■ DESCRIPTION OF THE TASK ■
Only the lines from the beginning of the data below through the line containing "during cache operations" belong in the response, each copied exactly.

[Collected data entries]
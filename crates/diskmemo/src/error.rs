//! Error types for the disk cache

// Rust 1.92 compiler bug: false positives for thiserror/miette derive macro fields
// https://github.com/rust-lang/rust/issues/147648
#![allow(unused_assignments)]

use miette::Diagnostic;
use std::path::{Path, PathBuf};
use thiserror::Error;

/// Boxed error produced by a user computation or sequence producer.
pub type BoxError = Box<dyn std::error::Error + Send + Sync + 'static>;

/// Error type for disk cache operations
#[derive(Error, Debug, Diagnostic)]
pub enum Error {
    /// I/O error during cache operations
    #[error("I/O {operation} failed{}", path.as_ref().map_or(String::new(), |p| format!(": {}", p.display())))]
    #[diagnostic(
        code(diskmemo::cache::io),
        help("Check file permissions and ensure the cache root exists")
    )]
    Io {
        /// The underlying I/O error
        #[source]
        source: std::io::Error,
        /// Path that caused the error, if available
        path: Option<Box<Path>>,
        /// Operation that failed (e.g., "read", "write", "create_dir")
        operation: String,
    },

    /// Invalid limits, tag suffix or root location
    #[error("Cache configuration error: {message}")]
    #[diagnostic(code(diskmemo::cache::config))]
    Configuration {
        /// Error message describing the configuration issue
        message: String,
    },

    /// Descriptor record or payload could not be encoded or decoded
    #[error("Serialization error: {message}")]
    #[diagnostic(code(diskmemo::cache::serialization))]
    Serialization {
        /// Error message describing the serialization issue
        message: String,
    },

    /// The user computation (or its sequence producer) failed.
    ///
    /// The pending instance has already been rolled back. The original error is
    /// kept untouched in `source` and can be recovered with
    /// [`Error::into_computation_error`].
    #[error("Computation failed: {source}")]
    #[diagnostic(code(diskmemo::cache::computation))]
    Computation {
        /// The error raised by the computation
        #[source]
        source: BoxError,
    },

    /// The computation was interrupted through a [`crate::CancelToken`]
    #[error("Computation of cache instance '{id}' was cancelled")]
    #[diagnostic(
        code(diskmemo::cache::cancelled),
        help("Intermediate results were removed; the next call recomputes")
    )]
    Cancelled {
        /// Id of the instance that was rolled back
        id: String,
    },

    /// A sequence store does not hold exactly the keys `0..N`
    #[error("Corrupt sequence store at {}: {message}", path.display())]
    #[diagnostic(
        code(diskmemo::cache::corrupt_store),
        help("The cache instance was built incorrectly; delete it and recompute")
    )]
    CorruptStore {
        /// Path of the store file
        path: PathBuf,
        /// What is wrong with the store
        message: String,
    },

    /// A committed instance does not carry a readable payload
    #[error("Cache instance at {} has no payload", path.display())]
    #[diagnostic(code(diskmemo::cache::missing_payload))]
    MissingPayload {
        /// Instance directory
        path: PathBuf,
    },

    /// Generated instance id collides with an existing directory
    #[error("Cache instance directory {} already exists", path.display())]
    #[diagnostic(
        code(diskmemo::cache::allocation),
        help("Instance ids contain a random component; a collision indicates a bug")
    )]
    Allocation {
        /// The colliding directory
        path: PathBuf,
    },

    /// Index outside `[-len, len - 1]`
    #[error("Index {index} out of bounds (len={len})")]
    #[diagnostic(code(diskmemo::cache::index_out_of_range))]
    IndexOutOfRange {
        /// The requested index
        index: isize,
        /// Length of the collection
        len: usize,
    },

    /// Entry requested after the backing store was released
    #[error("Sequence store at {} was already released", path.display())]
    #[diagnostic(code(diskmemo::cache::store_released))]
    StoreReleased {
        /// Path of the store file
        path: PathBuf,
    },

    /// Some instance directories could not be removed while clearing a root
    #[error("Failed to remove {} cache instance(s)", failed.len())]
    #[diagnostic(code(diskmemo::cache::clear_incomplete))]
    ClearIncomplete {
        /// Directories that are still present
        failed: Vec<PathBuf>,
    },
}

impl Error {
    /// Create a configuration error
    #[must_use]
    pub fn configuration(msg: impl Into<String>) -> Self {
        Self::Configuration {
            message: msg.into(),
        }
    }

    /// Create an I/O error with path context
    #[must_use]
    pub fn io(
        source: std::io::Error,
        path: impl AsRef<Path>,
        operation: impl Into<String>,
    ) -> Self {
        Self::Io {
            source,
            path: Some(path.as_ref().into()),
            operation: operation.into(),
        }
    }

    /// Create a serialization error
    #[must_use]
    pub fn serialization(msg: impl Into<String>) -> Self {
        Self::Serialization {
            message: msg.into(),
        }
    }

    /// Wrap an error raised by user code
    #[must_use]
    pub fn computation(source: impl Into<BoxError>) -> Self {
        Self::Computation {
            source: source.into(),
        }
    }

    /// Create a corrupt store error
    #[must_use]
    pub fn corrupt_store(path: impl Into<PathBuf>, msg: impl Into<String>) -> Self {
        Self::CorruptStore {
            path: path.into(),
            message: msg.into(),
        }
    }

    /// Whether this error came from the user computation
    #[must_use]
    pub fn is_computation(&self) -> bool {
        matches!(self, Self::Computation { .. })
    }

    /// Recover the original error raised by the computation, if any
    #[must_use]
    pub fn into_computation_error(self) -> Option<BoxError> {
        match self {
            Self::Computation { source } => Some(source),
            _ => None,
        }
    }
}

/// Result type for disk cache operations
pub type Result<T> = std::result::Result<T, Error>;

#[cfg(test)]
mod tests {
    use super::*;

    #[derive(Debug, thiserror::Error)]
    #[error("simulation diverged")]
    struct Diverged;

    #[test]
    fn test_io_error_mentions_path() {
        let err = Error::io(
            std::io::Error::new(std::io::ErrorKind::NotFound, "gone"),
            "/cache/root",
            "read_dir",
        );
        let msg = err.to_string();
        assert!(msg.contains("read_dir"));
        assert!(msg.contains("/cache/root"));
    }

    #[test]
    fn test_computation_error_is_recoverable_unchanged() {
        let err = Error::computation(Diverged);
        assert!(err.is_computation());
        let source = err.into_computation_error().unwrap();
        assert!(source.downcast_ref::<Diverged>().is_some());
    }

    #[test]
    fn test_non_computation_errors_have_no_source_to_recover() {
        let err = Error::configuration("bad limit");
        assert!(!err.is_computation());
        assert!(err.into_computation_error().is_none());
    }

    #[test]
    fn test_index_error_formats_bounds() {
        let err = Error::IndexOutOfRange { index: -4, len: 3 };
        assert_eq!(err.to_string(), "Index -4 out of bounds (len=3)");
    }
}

■ SOLUTION FOR THIS PROBLEM ■
filename crates/diskmemo/src/error.rs
//! Error types for the disk cache

// Rust 1.92 compiler bug: false positives for thiserror/miette derive macro fields
// https://github.com/rust-lang/rust/issues/147648
#![allow(unused_assignments)]

use miette::Diagnostic;
use std::path::{Path, PathBuf};
use thiserror::Error;

/// Boxed error produced by a user computation or sequence producer.
pub type BoxError = Box<dyn std::error::Error + Send + Sync + 'static>;

/// Error type for disk cache operations
#[derive(Error, Debug, Diagnostic)]
pub enum Error {
    /// I/O error during cache operations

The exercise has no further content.